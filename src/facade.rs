//! Lifecycle facade (C10): thin RPC wrappers over the Request router (C3)
//! for everything external collaborators need that isn't chat streaming
//! itself — sessions, config, channels, presence, wizard, skills, cron, and
//! heartbeat.
//!
//! These carry no protocol novelty of their own (§4.10); each method is a
//! direct `router.call` with the parameter/response shapes from §6. The one
//! piece of actual logic here is `patch_session_model`'s allowlist-recovery
//! retry, grounded in the same "read current state, compute a patch,
//! re-apply, retry once on conflict" shape the teacher crate uses for its
//! own config read-modify-write helpers.

use std::sync::Arc;
use std::time::Duration;

use serde_json::{json, Value};

use crate::constants::REQUEST_TIMEOUT;
use crate::error::{GatewayError, RequestErrorKind};
use crate::presence::PresenceRow;
use crate::router::RequestRouter;

/// Thin wrapper over the Request router for the non-chat RPC surface.
#[derive(Clone)]
pub struct LifecycleFacade {
    router: Arc<RequestRouter>,
}

impl LifecycleFacade {
    /// Build a facade around a connected router.
    #[must_use]
    pub fn new(router: Arc<RequestRouter>) -> Self {
        Self { router }
    }

    async fn call(&self, method: &str, params: Value) -> Result<Value, GatewayError> {
        self.router.call(method, params, REQUEST_TIMEOUT).await.map_err(GatewayError::from)
    }

    // --- sessions -----------------------------------------------------

    /// `sessions.list`.
    pub async fn sessions_list(
        &self,
        limit: u32,
        include_derived_titles: bool,
        include_last_message: bool,
        include_global: bool,
        include_unknown: bool,
    ) -> Result<Value, GatewayError> {
        self.call(
            "sessions.list",
            json!({
                "limit": limit,
                "includeDerivedTitles": include_derived_titles,
                "includeLastMessage": include_last_message,
                "includeGlobal": include_global,
                "includeUnknown": include_unknown,
            }),
        )
        .await
    }

    /// `sessions.patch` with model-allowlist recovery, per §4.8's
    /// "Model hydration and provider allowlist recovery".
    ///
    /// If the server rejects the patch with `model not allowed: <id>`, reads
    /// the current config, patches `agents.defaults.models` to add the
    /// model, applies that patch, and retries `sessions.patch` exactly once.
    /// A `baseHash` conflict during the config patch is retried once with a
    /// freshly read hash.
    pub async fn patch_session_model(&self, key: &str, model: &str) -> Result<Value, GatewayError> {
        let params = json!({ "key": key, "model": model });
        match self.call("sessions.patch", params.clone()).await {
            Ok(result) => Ok(result),
            Err(GatewayError::Request(RequestErrorKind::Server { message, .. }))
                if message.contains("model not allowed") =>
            {
                self.allowlist_model(model).await?;
                self.call("sessions.patch", params).await
            }
            Err(e) => Err(e),
        }
    }

    async fn allowlist_model(&self, model: &str) -> Result<(), GatewayError> {
        for attempt in 0..2 {
            let config = self.config_get().await?;
            let base_hash = config
                .get("hash")
                .or_else(|| config.get("baseHash"))
                .and_then(Value::as_str)
                .unwrap_or_default()
                .to_string();

            let raw = build_model_allowlist_patch(&config, model);
            match self.call("config.patch", json!({ "raw": raw, "baseHash": base_hash })).await {
                Ok(_) => return Ok(()),
                Err(GatewayError::Request(RequestErrorKind::Server { message, .. }))
                    if message.to_ascii_lowercase().contains("basehash") && attempt == 0 =>
                {
                    continue;
                }
                Err(e) => return Err(e),
            }
        }
        Err(GatewayError::Chat {
            message: format!("failed to allowlist model {model}: baseHash kept conflicting"),
        })
    }

    /// `sessions.delete`.
    pub async fn sessions_delete(&self, key: &str) -> Result<Value, GatewayError> {
        self.call("sessions.delete", json!({ "key": key })).await
    }

    /// `sessions.compact`.
    pub async fn sessions_compact(&self, key: &str, max_lines: u32) -> Result<Value, GatewayError> {
        self.call("sessions.compact", json!({ "key": key, "maxLines": max_lines })).await
    }

    /// `sessions.reset`.
    pub async fn sessions_reset(&self, key: &str, reason: &str) -> Result<Value, GatewayError> {
        self.call("sessions.reset", json!({ "key": key, "reason": reason })).await
    }

    // --- config ---------------------------------------------------------

    /// `config.get`.
    pub async fn config_get(&self) -> Result<Value, GatewayError> {
        self.call("config.get", json!({})).await
    }

    /// `config.patch`.
    pub async fn config_patch(&self, raw: &str, base_hash: &str) -> Result<Value, GatewayError> {
        self.call("config.patch", json!({ "raw": raw, "baseHash": base_hash })).await
    }

    // --- channels ---------------------------------------------------------

    /// `channels.status`.
    pub async fn channels_status(&self) -> Result<Value, GatewayError> {
        self.call("channels.status", json!({})).await
    }

    /// `channels.detailed`.
    pub async fn channels_detailed(&self) -> Result<Value, GatewayError> {
        self.call("channels.detailed", json!({})).await
    }

    /// `channels.logout`.
    pub async fn channels_logout(&self, channel: &str) -> Result<Value, GatewayError> {
        self.call("channels.logout", json!({ "channel": channel })).await
    }

    // --- presence ---------------------------------------------------------

    /// `system-presence`, parsed into [`PresenceRow`]s and sorted by
    /// identity.
    pub async fn system_presence(&self) -> Result<Vec<PresenceRow>, GatewayError> {
        let result = self.call("system-presence", json!({})).await?;
        let mut rows: Vec<PresenceRow> = serde_json::from_value(result).unwrap_or_default();
        crate::presence::sort_rows(&mut rows);
        Ok(rows)
    }

    /// `system-event`, used to announce this client's presence.
    pub async fn announce_presence(
        &self,
        text: &str,
        platform: &str,
        roles: &[String],
        scopes: &[String],
    ) -> Result<Value, GatewayError> {
        self.call(
            "system-event",
            json!({ "text": text, "platform": platform, "roles": roles, "scopes": scopes }),
        )
        .await
    }

    // --- wizard ---------------------------------------------------------

    /// `wizard.start`.
    pub async fn wizard_start(&self) -> Result<Value, GatewayError> {
        self.call("wizard.start", json!({})).await
    }

    /// `wizard.next`.
    pub async fn wizard_next(&self, input: Value) -> Result<Value, GatewayError> {
        self.call("wizard.next", input).await
    }

    /// `wizard.cancel`.
    pub async fn wizard_cancel(&self) -> Result<Value, GatewayError> {
        self.call("wizard.cancel", json!({})).await
    }

    // --- skills ---------------------------------------------------------

    /// `skills.status`.
    pub async fn skills_status(&self) -> Result<Value, GatewayError> {
        self.call("skills.status", json!({})).await
    }

    /// `skills.bins`.
    pub async fn skills_bins(&self) -> Result<Value, GatewayError> {
        self.call("skills.bins", json!({})).await
    }

    /// `skills.install`.
    pub async fn skills_install(&self, name: &str) -> Result<Value, GatewayError> {
        self.call("skills.install", json!({ "name": name })).await
    }

    /// `skills.update`.
    pub async fn skills_update(&self, name: &str) -> Result<Value, GatewayError> {
        self.call("skills.update", json!({ "name": name })).await
    }

    // --- cron -------------------------------------------------------------

    /// `cron.status`.
    pub async fn cron_status(&self) -> Result<Value, GatewayError> {
        self.call("cron.status", json!({})).await
    }

    /// `cron.list`.
    pub async fn cron_list(&self) -> Result<Value, GatewayError> {
        self.call("cron.list", json!({})).await
    }

    /// `cron.run`.
    pub async fn cron_run(&self, id: &str) -> Result<Value, GatewayError> {
        self.call("cron.run", json!({ "id": id })).await
    }

    /// `cron.update`.
    pub async fn cron_update(&self, id: &str, patch: Value) -> Result<Value, GatewayError> {
        let mut params = patch;
        if let Value::Object(map) = &mut params {
            map.insert("id".to_string(), Value::String(id.to_string()));
        }
        self.call("cron.update", params).await
    }

    /// `cron.runs`.
    pub async fn cron_runs(&self, id: &str) -> Result<Value, GatewayError> {
        self.call("cron.runs", json!({ "id": id })).await
    }

    // --- heartbeat ---------------------------------------------------------

    /// `heartbeat.status`.
    pub async fn heartbeat_status(&self) -> Result<Value, GatewayError> {
        self.call("heartbeat.status", json!({})).await
    }

    /// `heartbeat.set`.
    pub async fn heartbeat_set(&self, interval: Duration) -> Result<Value, GatewayError> {
        self.call("heartbeat.set", json!({ "intervalMs": interval.as_millis() as u64 })).await
    }
}

/// Compute a JSON-patch-shaped raw string that adds `model` to
/// `agents.defaults.models` in the current config, preserving whatever
/// other models were already allow-listed.
fn build_model_allowlist_patch(config: &Value, model: &str) -> String {
    let mut models: Vec<String> = config
        .get("config")
        .or(Some(config))
        .and_then(|c| c.get("agents"))
        .and_then(|a| a.get("defaults"))
        .and_then(|d| d.get("models"))
        .and_then(Value::as_array)
        .map(|arr| arr.iter().filter_map(Value::as_str).map(str::to_string).collect())
        .unwrap_or_default();

    if !models.iter().any(|m| m == model) {
        models.push(model.to_string());
    }

    json!({ "agents": { "defaults": { "models": models } } }).to_string()
}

WHAT THE TASK REQUIRES.
Repeat the entries above verbatim, but only from the line that has "attempt == 0 =>" down to the line that has "pub async fn channels_status(&self)", inclusive.

SOLUTION TO THIS PROBLEM.
                    if message.to_ascii_lowercase().contains("basehash") && attempt == 0 =>
                {
                    continue;
                }
                Err(e) => return Err(e),
            }
        }
        Err(GatewayError::Chat {
            message: format!("failed to allowlist model {model}: baseHash kept conflicting"),
        })
    }

    /// `sessions.delete`.
    pub async fn sessions_delete(&self, key: &str) -> Result<Value, GatewayError> {
        self.call("sessions.delete", json!({ "key": key })).await
    }

    /// `sessions.compact`.
    pub async fn sessions_compact(&self, key: &str, max_lines: u32) -> Result<Value, GatewayError> {
        self.call("sessions.compact", json!({ "key": key, "maxLines": max_lines })).await
    }

    /// `sessions.reset`.
    pub async fn sessions_reset(&self, key: &str, reason: &str) -> Result<Value, GatewayError> {
        self.call("sessions.reset", json!({ "key": key, "reason": reason })).await
    }

    // --- config ---------------------------------------------------------

    /// `config.get`.
    pub async fn config_get(&self) -> Result<Value, GatewayError> {
        self.call("config.get", json!({})).await
    }

    /// `config.patch`.
    pub async fn config_patch(&self, raw: &str, base_hash: &str) -> Result<Value, GatewayError> {
        self.call("config.patch", json!({ "raw": raw, "baseHash": base_hash })).await
    }

    // --- channels ---------------------------------------------------------

    /// `channels.status`.
    pub async fn channels_status(&self) -> Result<Value, GatewayError> {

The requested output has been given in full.